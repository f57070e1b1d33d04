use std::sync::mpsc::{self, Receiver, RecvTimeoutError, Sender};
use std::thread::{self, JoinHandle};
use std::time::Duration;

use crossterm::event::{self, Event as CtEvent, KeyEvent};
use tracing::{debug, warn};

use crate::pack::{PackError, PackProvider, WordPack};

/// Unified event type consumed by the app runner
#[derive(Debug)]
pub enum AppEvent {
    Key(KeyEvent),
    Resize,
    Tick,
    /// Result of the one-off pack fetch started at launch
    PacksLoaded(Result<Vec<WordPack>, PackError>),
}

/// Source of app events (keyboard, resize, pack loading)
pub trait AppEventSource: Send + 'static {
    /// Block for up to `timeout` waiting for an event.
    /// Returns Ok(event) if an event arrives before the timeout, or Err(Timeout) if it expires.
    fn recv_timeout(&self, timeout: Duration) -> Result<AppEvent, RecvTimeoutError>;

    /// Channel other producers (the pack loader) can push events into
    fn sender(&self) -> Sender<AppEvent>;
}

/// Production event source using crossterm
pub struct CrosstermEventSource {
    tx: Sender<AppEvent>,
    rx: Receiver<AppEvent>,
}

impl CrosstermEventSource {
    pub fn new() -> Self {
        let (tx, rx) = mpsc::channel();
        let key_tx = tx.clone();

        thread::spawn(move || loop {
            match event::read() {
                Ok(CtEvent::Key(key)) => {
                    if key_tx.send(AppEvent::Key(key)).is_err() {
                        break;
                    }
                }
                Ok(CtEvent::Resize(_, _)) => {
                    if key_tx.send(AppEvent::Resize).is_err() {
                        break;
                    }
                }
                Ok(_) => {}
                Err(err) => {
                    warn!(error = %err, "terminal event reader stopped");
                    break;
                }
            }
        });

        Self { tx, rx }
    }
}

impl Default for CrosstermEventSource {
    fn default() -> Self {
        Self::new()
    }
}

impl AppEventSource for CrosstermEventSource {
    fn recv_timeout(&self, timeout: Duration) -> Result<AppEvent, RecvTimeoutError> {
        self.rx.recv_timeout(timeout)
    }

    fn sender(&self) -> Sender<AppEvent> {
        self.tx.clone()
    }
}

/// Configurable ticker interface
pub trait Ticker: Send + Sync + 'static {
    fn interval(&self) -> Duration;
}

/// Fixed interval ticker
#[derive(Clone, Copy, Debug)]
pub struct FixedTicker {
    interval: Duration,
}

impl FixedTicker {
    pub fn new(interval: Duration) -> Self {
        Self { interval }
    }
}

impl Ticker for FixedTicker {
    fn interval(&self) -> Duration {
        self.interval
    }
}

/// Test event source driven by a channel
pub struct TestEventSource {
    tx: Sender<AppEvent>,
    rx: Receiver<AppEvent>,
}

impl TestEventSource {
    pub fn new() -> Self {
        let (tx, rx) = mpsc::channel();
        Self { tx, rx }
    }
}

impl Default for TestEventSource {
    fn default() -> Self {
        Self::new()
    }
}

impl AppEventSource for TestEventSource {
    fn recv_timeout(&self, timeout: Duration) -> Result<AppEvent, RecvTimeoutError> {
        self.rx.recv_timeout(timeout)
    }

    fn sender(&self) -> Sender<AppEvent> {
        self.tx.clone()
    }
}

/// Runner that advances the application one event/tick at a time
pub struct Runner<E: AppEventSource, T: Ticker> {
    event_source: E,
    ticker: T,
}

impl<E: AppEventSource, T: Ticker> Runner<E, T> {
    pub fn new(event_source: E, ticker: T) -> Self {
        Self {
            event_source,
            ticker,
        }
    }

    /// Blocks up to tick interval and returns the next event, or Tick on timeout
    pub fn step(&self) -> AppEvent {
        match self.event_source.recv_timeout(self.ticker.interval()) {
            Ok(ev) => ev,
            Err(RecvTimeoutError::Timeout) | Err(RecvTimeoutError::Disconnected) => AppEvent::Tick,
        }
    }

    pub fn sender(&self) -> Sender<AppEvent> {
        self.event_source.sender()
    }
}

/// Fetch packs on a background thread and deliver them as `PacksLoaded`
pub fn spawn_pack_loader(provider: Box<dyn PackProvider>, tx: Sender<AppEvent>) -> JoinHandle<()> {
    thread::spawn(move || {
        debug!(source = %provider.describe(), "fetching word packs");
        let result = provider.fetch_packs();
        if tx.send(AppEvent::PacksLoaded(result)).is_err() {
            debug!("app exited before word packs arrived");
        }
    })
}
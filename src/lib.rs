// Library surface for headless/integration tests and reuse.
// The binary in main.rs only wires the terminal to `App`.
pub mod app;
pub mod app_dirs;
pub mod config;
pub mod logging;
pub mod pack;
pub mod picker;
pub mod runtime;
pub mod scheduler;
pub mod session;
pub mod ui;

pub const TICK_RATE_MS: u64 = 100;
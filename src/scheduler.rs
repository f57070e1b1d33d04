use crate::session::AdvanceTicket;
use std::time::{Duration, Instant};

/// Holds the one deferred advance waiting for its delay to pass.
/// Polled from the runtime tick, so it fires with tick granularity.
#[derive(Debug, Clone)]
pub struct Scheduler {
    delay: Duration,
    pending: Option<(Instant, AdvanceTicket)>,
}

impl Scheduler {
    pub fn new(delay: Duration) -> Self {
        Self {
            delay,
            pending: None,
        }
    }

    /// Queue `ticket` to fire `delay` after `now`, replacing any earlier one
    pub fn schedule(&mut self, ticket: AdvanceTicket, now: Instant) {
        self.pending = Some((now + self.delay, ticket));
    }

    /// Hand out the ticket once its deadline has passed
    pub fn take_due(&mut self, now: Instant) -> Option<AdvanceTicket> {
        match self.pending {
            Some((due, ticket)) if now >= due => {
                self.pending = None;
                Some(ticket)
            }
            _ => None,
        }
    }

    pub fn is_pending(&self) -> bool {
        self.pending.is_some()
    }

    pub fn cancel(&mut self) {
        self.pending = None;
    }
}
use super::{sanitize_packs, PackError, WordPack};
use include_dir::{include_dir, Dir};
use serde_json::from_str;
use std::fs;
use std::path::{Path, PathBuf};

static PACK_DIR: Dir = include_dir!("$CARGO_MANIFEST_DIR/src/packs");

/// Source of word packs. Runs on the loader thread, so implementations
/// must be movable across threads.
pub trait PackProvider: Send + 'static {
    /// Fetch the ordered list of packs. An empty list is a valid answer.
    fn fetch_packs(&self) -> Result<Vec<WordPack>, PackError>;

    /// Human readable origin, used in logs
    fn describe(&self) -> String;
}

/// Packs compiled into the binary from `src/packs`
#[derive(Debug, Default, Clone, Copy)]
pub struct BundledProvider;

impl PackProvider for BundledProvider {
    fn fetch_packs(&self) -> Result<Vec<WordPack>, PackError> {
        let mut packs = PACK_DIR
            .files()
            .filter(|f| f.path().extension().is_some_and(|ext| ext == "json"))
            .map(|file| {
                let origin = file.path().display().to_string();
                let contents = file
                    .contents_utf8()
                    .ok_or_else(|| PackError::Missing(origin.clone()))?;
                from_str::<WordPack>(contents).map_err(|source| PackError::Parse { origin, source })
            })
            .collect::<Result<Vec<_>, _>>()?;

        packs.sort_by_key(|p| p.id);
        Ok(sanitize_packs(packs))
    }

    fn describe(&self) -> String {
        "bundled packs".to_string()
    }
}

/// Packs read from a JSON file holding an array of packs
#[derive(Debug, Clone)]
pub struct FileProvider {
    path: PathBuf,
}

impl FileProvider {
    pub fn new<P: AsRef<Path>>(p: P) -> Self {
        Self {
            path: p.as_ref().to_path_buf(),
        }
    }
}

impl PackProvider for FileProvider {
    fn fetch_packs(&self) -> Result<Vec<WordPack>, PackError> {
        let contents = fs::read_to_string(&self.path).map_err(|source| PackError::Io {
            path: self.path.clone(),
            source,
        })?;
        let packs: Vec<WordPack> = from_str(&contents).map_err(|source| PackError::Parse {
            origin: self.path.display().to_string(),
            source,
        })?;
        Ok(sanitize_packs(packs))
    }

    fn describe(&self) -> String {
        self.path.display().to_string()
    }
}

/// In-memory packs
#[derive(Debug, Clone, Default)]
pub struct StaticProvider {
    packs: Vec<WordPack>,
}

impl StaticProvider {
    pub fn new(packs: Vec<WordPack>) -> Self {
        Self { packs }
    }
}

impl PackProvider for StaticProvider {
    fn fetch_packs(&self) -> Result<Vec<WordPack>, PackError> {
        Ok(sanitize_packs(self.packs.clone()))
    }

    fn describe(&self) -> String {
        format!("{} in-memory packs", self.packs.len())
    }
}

────────────────

Quote only the stretch of lines that starts the data above and ends with the line containing "push events into", both included.

TASK ANSWER:
repository f57070e1b1d33d04
use std::sync::mpsc::{self, Receiver, RecvTimeoutError, Sender};
use std::thread::{self, JoinHandle};
use std::time::Duration;

use crossterm::event::{self, Event as CtEvent, KeyEvent};
use tracing::{debug, warn};

use crate::pack::{PackError, PackProvider, WordPack};

/// Unified event type consumed by the app runner
#[derive(Debug)]
pub enum AppEvent {
    Key(KeyEvent),
    Resize,
    Tick,
    /// Result of the one-off pack fetch started at launch
    PacksLoaded(Result<Vec<WordPack>, PackError>),
}

/// Source of app events (keyboard, resize, pack loading)
pub trait AppEventSource: Send + 'static {
    /// Block for up to `timeout` waiting for an event.
    /// Returns Ok(event) if an event arrives before the timeout, or Err(Timeout) if it expires.
    fn recv_timeout(&self, timeout: Duration) -> Result<AppEvent, RecvTimeoutError>;

    /// Channel other producers (the pack loader) can push events into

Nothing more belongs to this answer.